Wed, Jun 15, 2011 | 19:40 BST
Decision to pull Crysis 2 from Steam was not made by EA
EA has responded to an earlier report stating it pulled Crysis 2 from Valve’s Steam service, and according to a company representative, the game was pulled as a result of Steam’s policies, not due to a decision made by EA.

“It’s unfortunate that Steam has removed Crysis 2 from their service,” the EA rep told GameFront. “This was not an EA decision or the result of any action by EA.
“Steam has imposed a set of business terms for developers hoping to sell content on that service – many of which are not imposed by other online game services. Unfortunately, Crytek has an agreement with another download service which violates the new rules from Steam and resulted in its expulsion of Crysis 2 from Steam.
“Crysis 2 continues to be available on several other download services including GameStop, Amazon, Origin.com and more.”
Kotaku reported earlier today that Crysis 2 was sporting an “Only on Origin” label, suggesting EA was restricting the bestseller to its newly-announced Origin distribution service.
Like the EA representative’s statement confirmed, the game is currently still available digitally via Direct2Drive, Amazon, Gamersgate, and Impulse. It is not known at this time if the “agreement” with “another digital download service” was in fact EA’s new Origin platform or not.
Alice: Madness Returns is likewise available from multiple digital services – but not Steam. Battlefield 3, EA’s next major PC title, is also not available for pre-order through Steam.
A number of other EA titles are still up on Valve’s platform, including both Dragon Age and Mass Effect, Need for Speed and Bulletstorm.
[Story by Brenna Hillier, contributed by Stephany Nunneley]


54 comments
Older Comments
#51
xxJPRACERxx
16/06/11, 3:11 am
Lot of stupid haters here. Origin is 100 time better than Steam, want to know why? Because you only use it to purchase/download your game. After that you can close the client and play your game without having to start the client ever again.
Steam is “ok” but I hate the fact that to play the game you must start the client app.
#52
darksied
16/06/11, 5:05 am
@51
LoL, you’ll get a lot of bad replies for that
But I’m with you. I won’t go so far as to say the steam client is THAT bad, because it has a LOT of upside. But like you, I like having the game activate ONCE, then being able to close the client and never having it open again unless I need it (offline or online, doesn’t matter; you don’t need to open the program again after you activate once).
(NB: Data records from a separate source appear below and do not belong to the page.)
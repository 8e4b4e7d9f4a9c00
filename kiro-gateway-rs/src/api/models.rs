//! Model listing via Kiro API.

use tracing::{debug, info, warn};

use crate::config;
use crate::error::Result;
use crate::transport::http::KiroHttpClient;

/// Fetch available models from Kiro's ListAvailableModels endpoint.
pub async fn list_models(
    http: &KiroHttpClient,
    access_token: &str,
    fingerprint: &str,
    region: &str,
    profile_arn: Option<&str>,
) -> Result<Vec<String>> {
    let url = config::list_models_url(region, profile_arn);
    info!("Fetching available models from {}", url);

    match http.get(&url, access_token, fingerprint).await {
        Ok(response) => {
            let body: serde_json::Value = response.json().await.map_err(|e| {
                crate::error::Error::Conversion(format!("Failed to parse model list: {}", e))
            })?;

            let mut models: Vec<String> = Vec::new();

            // Extract model IDs from response
            if let Some(model_list) = body.get("models").and_then(|v| v.as_array()) {
                for model in model_list {
                    if let Some(id) = model.get("modelId").and_then(|v| v.as_str()) {
                        models.push(id.to_string());
                    }
                }
            }

            // Add hidden models
            for (name, _id) in config::hidden_models() {
                if !models.contains(&name.to_string()) {
                    models.push(name.to_string());
                }
            }

            debug!(count = models.len(), "Models fetched");
            Ok(models)
        }
        Err(e) => {
            warn!("Failed to fetch models: {}. Using fallback list.", e);
            Ok(config::fallback_models()
                .into_iter()
                .map(|s| s.to_string())
                .collect())
        }
    }
}
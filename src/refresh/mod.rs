//! Refresh Coordinator: a single background worker that owns every token
//! refresh for the process.
//!
//! Callers never call the refresh endpoints directly. They enqueue a UUID
//! (`CredentialPool::mark_need_refresh` for the 401 path, or the Selector's
//! passive near-expiry check) and the worker drains the queue, collapsing
//! duplicate enqueues of the same UUID onto a single in-flight future so
//! concurrent callers all observe the same outcome instead of racing two
//! refreshes against the same refresh token.

use std::collections::HashMap;
use std::sync::Arc;

use chrono::Utc;
use futures::future::{BoxFuture, FutureExt, Shared};
use kiro_gateway::models::auth::AuthMethod;
use tokio::sync::{mpsc, Mutex};

use crate::domain::Token;
use crate::error::{AppError, Result};
use crate::pool::CredentialPool;
use crate::tokenstore::{TokenStore, UpdateOutcome};

/// `Shared` requires a `Clone` output; `AppError` doesn't implement `Clone`
/// (it wraps `reqwest::Error` and friends), so in-flight futures share an
/// `Arc<AppError>` instead.
type SharedRefresh = Shared<BoxFuture<'static, std::result::Result<(), Arc<AppError>>>>;

pub struct RefreshCoordinator {
    pool: Arc<CredentialPool>,
    tokens: Arc<TokenStore>,
    http: reqwest::Client,
    inflight: Mutex<HashMap<String, SharedRefresh>>,
}

impl RefreshCoordinator {
    pub fn new(pool: Arc<CredentialPool>, tokens: Arc<TokenStore>) -> Arc<Self> {
        Arc::new(Self {
            pool,
            tokens,
            http: reqwest::Client::new(),
            inflight: Mutex::new(HashMap::new()),
        })
    }

    /// Drains `queue` until the sender side is dropped. Intended to be
    /// spawned once as the process's single refresh worker task.
    pub async fn run(self: Arc<Self>, mut queue: mpsc::Receiver<String>) {
        while let Some(uuid) = queue.recv().await {
            let fut = self.attach_or_start(uuid.clone()).await;
            let this = self.clone();
            tokio::spawn(async move {
                if let Err(e) = fut.await {
                    tracing::error!(uuid = %uuid, error = %e, "token refresh failed");
                }
                this.inflight.lock().await.remove(&uuid);
            });
        }
    }

    /// Returns the `Shared` future for `uuid`'s refresh, starting a new one
    /// only if none is already in flight. Exposed separately from `run` so
    /// the passive near-expiry path (Selector) can await the same
    /// singleflight slot instead of going through the queue.
    async fn attach_or_start(self: &Arc<Self>, uuid: String) -> SharedRefresh {
        let mut inflight = self.inflight.lock().await;
        inflight
            .entry(uuid.clone())
            .or_insert_with(|| {
                let this = self.clone();
                async move { this.do_refresh(&uuid).await.map_err(Arc::new) }
                    .boxed()
                    .shared()
            })
            .clone()
    }

    async fn do_refresh(&self, uuid: &str) -> Result<()> {
        let cred = self
            .pool
            .get(uuid)
            .await?
            .ok_or_else(|| AppError::Store(format!("unknown credential {uuid}")))?;

        let token = match self.tokens.get(uuid).await? {
            Some(t) if !t.refresh_token.is_empty() => t,
            _ => {
                self.pool
                    .mark_unhealthy(uuid, "no refresh token on file")
                    .await?;
                return Err(AppError::UpstreamAuthFailure);
            }
        };

        let fingerprint = cred.fingerprint(token.client_id.as_deref());

        let refreshed = match token.auth_method {
            AuthMethod::Social => kiro_gateway::auth::kiro_desktop::refresh_token(
                &self.http,
                &cred.region,
                &token.refresh_token,
                &fingerprint,
            )
            .await
            .map(|r| (r.access_token, r.refresh_token, r.expires_in)),
            AuthMethod::BuilderId => {
                let client_id = token.client_id.as_deref().unwrap_or_default();
                let client_secret = token.client_secret.as_deref().unwrap_or_default();
                kiro_gateway::auth::aws_sso_oidc::refresh_token(
                    &self.http,
                    &token.refresh_token,
                    client_id,
                    client_secret,
                    &cred.region,
                )
                .await
                .map(|r| (r.access_token, r.refresh_token, r.expires_in))
            }
        };

        match refreshed {
            Ok((access_token, refresh_token, expires_in)) => {
                let new_token = Token {
                    access_token,
                    refresh_token: refresh_token.unwrap_or_else(|| token.refresh_token.clone()),
                    client_id: token.client_id.clone(),
                    client_secret: token.client_secret.clone(),
                    expires_at: Some(Utc::now() + chrono::Duration::milliseconds(expires_in * 1000)),
                    auth_method: token.auth_method,
                    last_refreshed: Some(Utc::now()),
                };
                match self
                    .tokens
                    .atomic_update(uuid, new_token, &token.refresh_token)
                    .await?
                {
                    UpdateOutcome::Applied => {
                        self.pool.record_success(uuid).await?;
                        Ok(())
                    }
                    UpdateOutcome::Conflict => {
                        tracing::debug!(
                            uuid = %uuid,
                            "refresh result superseded by a concurrent winner, dropping"
                        );
                        Ok(())
                    }
                }
            }
            Err(e) => {
                self.pool
                    .mark_unhealthy(uuid, &format!("refresh failed: {e}"))
                    .await?;
                Err(e.into())
            }
        }
    }
}

/// Creates the bounded, duplicate-collapsing queue the Coordinator's
/// worker consumes, and the paired sender every enqueue path uses
/// (`CredentialPool::mark_need_refresh`, passive near-expiry checks).
pub fn channel(capacity: usize) -> (mpsc::Sender<String>, mpsc::Receiver<String>) {
    mpsc::channel(capacity)
}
The EA download manager (Origin, whatever) has been my favorite so far.
#53
darksied
16/06/11, 5:16 am
@8 (replying a bit late, but whatever)
I don’t know what you mean here. How can the client crash the game? They’re completely separate. If anyone else is having problems with Origin playing a game, then guess what …? Turn the program off. You don’t need it running in the background to play ANY game, even if it’s an online shooter. Start your task manager, close everything related to origin and EA, then play the game. If it still crashes, it’s the GAME, not the Origin client.
@9
“I mean I am not against them selling their products where they want; I just don’t see myself buying from Origin when I don’t trust their business tactics.”
This is a false argument. You’re using a weak argument to justify your not liking them. You say you don’t like their business tactics because they put pre-order stuff in BF3? “Carving up BF3?” First, the stuff is free. Second, EVERY ONE ELSE DOES THIS. Even Valve, in some ways (ps3 version of portal 2 had a FREE PC copy; did xbox 360 people complain? not NEARLY as much as BF3 “fans”). Every big name title now is going to do this, to some extent. There’s no getting around it. It’s not ruining the game, so we shouldn’t really complain. Now, if it turns out that the stuff they release DOES really unbalance the game, then you can complain and they’ll get those balanced so they’re normal. But I don’t see this happening.
P.S. I’m tired of people blaming EA for Dragon Age 2. While I would like to agree with everyone and say EA sucks because of that, at the end of the day you have to realize that EA is the publisher, Bioware is the developer. Bioware made the game, EA did not. If the game sucks, it’s because Bioware didn’t do a good job. All this “EA forced them to release it early,” “EA made them release a half-finished game,” and all of that is complete crap (and whoever says it knows it, but you like arguing). If EA forced them to release it early, then the game would be actually broken (there’s not many bugs in the game) and would be missing graphics, and be a 10 hour game. It’s in fact a 40 hour game, and there’s people out there who still think it’s awesome and better than the first, in fact (not me, but I can understand).
#54
Tenebrous
16/06/11, 10:35 am
#51, #52 – You can still run (most of) the games outside of steam. Just find the EXE in the steamapps folder (on a PC at least).